**What to work on**
Copy every record exactly.

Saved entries

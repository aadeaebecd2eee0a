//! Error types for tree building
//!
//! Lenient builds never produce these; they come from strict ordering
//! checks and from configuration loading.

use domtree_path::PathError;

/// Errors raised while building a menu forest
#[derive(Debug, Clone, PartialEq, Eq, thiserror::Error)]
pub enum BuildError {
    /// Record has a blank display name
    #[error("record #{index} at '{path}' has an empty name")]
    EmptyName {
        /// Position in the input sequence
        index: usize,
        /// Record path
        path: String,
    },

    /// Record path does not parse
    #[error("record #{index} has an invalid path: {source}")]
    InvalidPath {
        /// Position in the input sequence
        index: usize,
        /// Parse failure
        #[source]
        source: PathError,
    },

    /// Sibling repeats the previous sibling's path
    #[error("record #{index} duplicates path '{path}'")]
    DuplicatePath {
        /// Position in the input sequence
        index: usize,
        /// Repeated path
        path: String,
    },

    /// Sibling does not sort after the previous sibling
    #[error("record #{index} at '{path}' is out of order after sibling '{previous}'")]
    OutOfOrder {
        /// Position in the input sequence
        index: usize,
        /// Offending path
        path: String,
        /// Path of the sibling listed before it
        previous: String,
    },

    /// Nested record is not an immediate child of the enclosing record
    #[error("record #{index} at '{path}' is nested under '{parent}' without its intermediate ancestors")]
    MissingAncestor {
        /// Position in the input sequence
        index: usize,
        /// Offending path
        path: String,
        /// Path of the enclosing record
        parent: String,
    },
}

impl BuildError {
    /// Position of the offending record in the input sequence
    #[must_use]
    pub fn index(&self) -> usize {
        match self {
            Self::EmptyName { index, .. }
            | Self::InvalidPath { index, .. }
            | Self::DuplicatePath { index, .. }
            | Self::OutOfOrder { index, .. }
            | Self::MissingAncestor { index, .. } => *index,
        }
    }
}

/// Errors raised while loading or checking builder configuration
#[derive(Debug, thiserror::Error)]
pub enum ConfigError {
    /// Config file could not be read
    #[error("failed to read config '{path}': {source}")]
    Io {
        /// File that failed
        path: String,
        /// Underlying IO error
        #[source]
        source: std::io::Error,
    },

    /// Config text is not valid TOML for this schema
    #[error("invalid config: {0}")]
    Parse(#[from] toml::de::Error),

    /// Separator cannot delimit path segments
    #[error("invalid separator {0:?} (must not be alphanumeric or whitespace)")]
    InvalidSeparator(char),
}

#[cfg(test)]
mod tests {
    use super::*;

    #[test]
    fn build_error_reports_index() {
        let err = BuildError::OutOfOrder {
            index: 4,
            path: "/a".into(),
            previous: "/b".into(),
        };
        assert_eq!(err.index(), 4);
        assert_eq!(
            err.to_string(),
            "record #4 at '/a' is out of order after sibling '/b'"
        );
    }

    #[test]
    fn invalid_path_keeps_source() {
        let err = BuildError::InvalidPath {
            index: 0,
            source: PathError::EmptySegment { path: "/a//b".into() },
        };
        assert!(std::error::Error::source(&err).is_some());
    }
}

**Finished exercise**
repository aadeaebecd2eee0a
//! Error types for tree building
//!
//! Lenient builds never produce these; they come from strict ordering
//! checks and from configuration loading.

use domtree_path::PathError;

/// Errors raised while building a menu forest
#[derive(Debug, Clone, PartialEq, Eq, thiserror::Error)]
pub enum BuildError {
    /// Record has a blank display name
    #[error("record #{index} at '{path}' has an empty name")]
    EmptyName {
        /// Position in the input sequence
        index: usize,
        /// Record path
        path: String,
    },

    /// Record path does not parse
    #[error("record #{index} has an invalid path: {source}")]
    InvalidPath {
        /// Position in the input sequence
        index: usize,
        /// Parse failure
        #[source]
        source: PathError,
    },

    /// Sibling repeats the previous sibling's path
    #[error("record #{index} duplicates path '{path}'")]
    DuplicatePath {
        /// Position in the input sequence
        index: usize,
        /// Repeated path
        path: String,
    },

    /// Sibling does not sort after the previous sibling
    #[error("record #{index} at '{path}' is out of order after sibling '{previous}'")]
    OutOfOrder {
        /// Position in the input sequence
        index: usize,
        /// Offending path
        path: String,
        /// Path of the sibling listed before it
        previous: String,
    },

    /// Nested record is not an immediate child of the enclosing record
    #[error("record #{index} at '{path}' is nested under '{parent}' without its intermediate ancestors")]
    MissingAncestor {
        /// Position in the input sequence
        index: usize,
        /// Offending path
        path: String,
        /// Path of the enclosing record
        parent: String,
    },
}

impl BuildError {
    /// Position of the offending record in the input sequence
    #[must_use]
    pub fn index(&self) -> usize {
        match self {
            Self::EmptyName { index, .. }
            | Self::InvalidPath { index, .. }
            | Self::DuplicatePath { index, .. }
            | Self::OutOfOrder { index, .. }
            | Self::MissingAncestor { index, .. } => *index,
        }
    }
}

/// Errors raised while loading or checking builder configuration
#[derive(Debug, thiserror::Error)]
pub enum ConfigError {
    /// Config file could not be read
    #[error("failed to read config '{path}': {source}")]
    Io {
        /// File that failed
        path: String,
        /// Underlying IO error
        #[source]
        source: std::io::Error,
    },

    /// Config text is not valid TOML for this schema
    #[error("invalid config: {0}")]
    Parse(#[from] toml::de::Error),

    /// Separator cannot delimit path segments
    #[error("invalid separator {0:?} (must not be alphanumeric or whitespace)")]
    InvalidSeparator(char),
}

#[cfg(test)]
mod tests {
    use super::*;

    #[test]
    fn build_error_reports_index() {
        let err = BuildError::OutOfOrder {
            index: 4,
            path: "/a".into(),
            previous: "/b".into(),
        };
        assert_eq!(err.index(), 4);
        assert_eq!(
            err.to_string(),
            "record #4 at '/a' is out of order after sibling '/b'"
        );
    }

    #[test]
    fn invalid_path_keeps_source() {
        let err = BuildError::InvalidPath {
            index: 0,
            source: PathError::EmptySegment { path: "/a//b".into() },
        };
        assert!(std::error::Error::source(&err).is_some());
    }
}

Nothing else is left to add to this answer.